Expected to replace the UK Royal Air Force's fleet of English Electric Canberra PR9 photo-reconnaissance aircraft, which will be retired from service in March 2006, the LRLE concept was the subject of flight trials in the USA involving the UK's Joint UAV Experimentation Programme (JUEP) organisation.
Sources close to the trials programme say the evaluation of the DB-110 - that was integrated into a modified US Air National Guard F-16 pod - have produced good results, with the system's datalink used to transfer real-time images to the ground. Near real-time information was also relayed back to the UK's Air Warfare Centre at RAF Waddington.
Dubbed "Falcon Prowl", the project involved the installation of a DB-110 pod under the port wing of a Predator B UAV, which was also equipped with General Atomics' Lynx synthetic-aperture radar sensor. The 544kg (1,200lb) DB-110 pod was balanced by adding 135kg of fuel to the UAV's opposite outer-wing tank, although future use of the payload could see the addition of a cross-cued signals intelligence (SIGINT) payload fitted under an opposite wing pylon.
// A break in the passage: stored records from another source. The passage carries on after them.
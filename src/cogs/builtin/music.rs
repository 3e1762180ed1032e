//! Music playback placeholders

use crate::application::errors::{CommandError, HandlerError};
use crate::cogs::trait_def::{CogContext, CogDescriptor, CommandSpec, EventSpec};
use crate::domain::entities::{Event, Invocation};

pub fn descriptor() -> CogDescriptor {
    CogDescriptor::new("music")
        .with_name("Music")
        .with_description("Music playback and queue management")
        .with_init(super::record_host)
        .with_command(
            CommandSpec::new("play")
                .with_description("Play a song or playlist")
                .with_usage("play <query>")
                .with_executor(play),
        )
        .with_command(
            CommandSpec::new("skip")
                .with_description("Skip the current song")
                .with_executor(|_: &Invocation, _: &CogContext| -> Result<String, CommandError> {
                    Ok("⏭️ Skip functionality coming soon!".to_string())
                }),
        )
        .with_event(EventSpec::new("voiceStateUpdate").with_handler(on_voice_state))
}

fn play(invocation: &Invocation, _ctx: &CogContext) -> Result<String, CommandError> {
    if invocation.args.is_empty() {
        return Err(CommandError::InvalidArgs("Usage: play <query>".to_string()));
    }
    Ok("🎵 Music playback coming soon! This is a placeholder command.".to_string())
}

fn on_voice_state(event: &Event, ctx: &CogContext) -> Result<(), HandlerError> {
    tracing::debug!(
        "[{}] voice state changed in guild {}",
        ctx.cog_id,
        event.guild_id.as_deref().unwrap_or("-")
    );
    Ok(())
}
Another possibility is to install systems such as the DB-110 or SIGINT payload within a modular centreline pod, says the JUEP, which now hopes to test the DB-110/Predator B combination in a major exercise. The DB-110 sensor is at the heart of the UK's Raptor reconnaissance pod, which made its service debut with the RAF's Panavia Tornado GR4 fleet ahead of the second Gulf War.
Now nearing the end of its second year of activities, the JUEP will conduct maritime trials off Benbecula, Scotland using the Boeing Scan Eagle UAV from late this month under a trials programme headed by Thales UK (Flight International, 25-31 January).